III

Au tournant de l'avenue de Wagram, Julie aperçut Tonia debout sur le seuil entr'ouvert de l'hôtel. Que se passait-il? Tous les incidents possibles lui apparurent: celui-ci, d'abord (et elle comprit qu'elle le redoutait bien plus qu'elle ne le souhaitait): le retour de Maurice. Mais, à peine descendue, Tonia lui cria:

—Mlle Claire est malade, elle est sans connaissance.

—Comment, malade? Qu'est-ce qu'elle a?

—Elle est «tombée faible», répliqua la vieille en fermant le lourd vantail de la porte et en suivant sa maîtresse par l'escalier... M. le baron de Rieu était venu; il avait causé avec elle dans le parc, assez longtemps. Quand il a été parti, Mademoiselle est rentrée, elle est montée... C'est Joachim qui l'a trouvée, tout de son long par terre, dans le petit salon.
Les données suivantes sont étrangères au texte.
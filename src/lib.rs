//! An interactive, line-oriented file manager shell.
//!
//! The user types short commands (`ls`, `cd`, `cp`, `hash`, `compress`, ...) and the
//! shell resolves each line to a built-in operation, runs it to completion and reports
//! the current working directory before prompting again.
//!
//! The main entry point is [`Interpreter`]. It owns the session [`env::Environment`]
//! and a table of [`command::CommandFactory`] objects that turn a parsed line into an
//! executable command. Failures are collapsed into the two user-facing kinds of
//! [`error::ShellError`].

mod builtin;
pub mod command;
pub mod config;
pub mod env;
pub mod error;
mod fs_ops;
mod interpreter;
mod os_info;
pub mod parser;
mod table;

/// Re-export of the command runner and session loop.
///
/// See [`Interpreter`] for the high-level API.
pub use interpreter::{Farewell, Input, Interpreter, LineSource};
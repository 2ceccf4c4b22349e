//! Read-only facts about the host machine, and the `os` sub-command namespace.

use std::env as stdenv;
use std::fs;
use std::num::NonZeroUsize;
use std::thread;

#[cfg(windows)]
pub(crate) const LINE_ENDING: &str = "\r\n";
#[cfg(not(windows))]
pub(crate) const LINE_ENDING: &str = "\n";

const CPUINFO_PATH: &str = "/proc/cpuinfo";
const UNKNOWN: &str = "unknown";

/// Sub-commands of `os`, selected by exact name.
#[derive(Debug, Clone, Copy, PartialEq, Eq)]
pub enum OsCommand {
    Eol,
    Cpus,
    HomeDir,
    UserName,
    Architecture,
}

impl OsCommand {
    pub(crate) fn from_name(name: &str) -> Option<Self> {
        match name {
            "EOL" => Some(OsCommand::Eol),
            "cpus" => Some(OsCommand::Cpus),
            "homedir" => Some(OsCommand::HomeDir),
            "username" => Some(OsCommand::UserName),
            "architecture" => Some(OsCommand::Architecture),
            _ => None,
        }
    }
}

/// Model name and clock speed of one logical core.
#[derive(Debug, Clone, PartialEq, Eq)]
pub(crate) struct CpuInfo {
    pub model: String,
    /// Speed in MHz, when the platform reports it.
    pub speed_mhz: Option<u64>,
}

/// One entry per logical core.
pub(crate) fn cpus() -> Vec<CpuInfo> {
    let parsed = fs::read_to_string(CPUINFO_PATH)
        .map(|text| parse_cpuinfo(&text))
        .unwrap_or_default();
    if !parsed.is_empty() {
        return parsed;
    }
    let count = thread::available_parallelism()
        .map(NonZeroUsize::get)
        .unwrap_or(1);
    vec![
        CpuInfo {
            model: UNKNOWN.to_string(),
            speed_mhz: None,
        };
        count
    ]
}

/// Parse the Linux `/proc/cpuinfo` format: blank-line separated blocks of `key : value`.
fn parse_cpuinfo(text: &str) -> Vec<CpuInfo> {
    let mut cpus = Vec::new();
    for block in text.split("\n\n") {
        let mut model = None;
        let mut speed_mhz = None;
        let mut is_processor = false;
        for line in block.lines() {
            let Some((key, value)) = line.split_once(':') else {
                continue;
            };
            let value = value.trim();
            match key.trim() {
                "processor" => is_processor = true,
                "model name" | "Model" | "cpu model" => model = Some(value.to_string()),
                "cpu MHz" => speed_mhz = value.parse::<f64>().ok().map(|mhz| mhz.round() as u64),
                _ => {}
            }
        }
        if is_processor {
            cpus.push(CpuInfo {
                model: model.unwrap_or_else(|| UNKNOWN.to_string()),
                speed_mhz,
            });
        }
    }
    cpus
}

/// Name of the OS user running the process.
pub(crate) fn user_name() -> Option<String> {
    ["USER", "USERNAME", "LOGNAME"]
        .iter()
        .find_map(|key| stdenv::var(key).ok().filter(|v| !v.is_empty()))
}

pub(crate) fn architecture() -> &'static str {
    stdenv::consts::ARCH
}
Julie n'écoutait plus, elle hâtait le pas, montant l'escalier d'une haleine. Dans le salon mousse, elle vit Esquier debout à côté du fauteuil où reposait la jeune fille, la tête soutenue par des oreillers. Daumier, à genoux près d'elle, comptait les pulsations du pouls. Mais ce qui frappa Mme Surgère, ce furent d'abord les yeux ouverts, immobiles et comme léthargiques de Claire fixés sur elle, puis une coupe en porcelaine japonaise, qui, d'ordinaire, servait de porte-cartes,—remplie de sang.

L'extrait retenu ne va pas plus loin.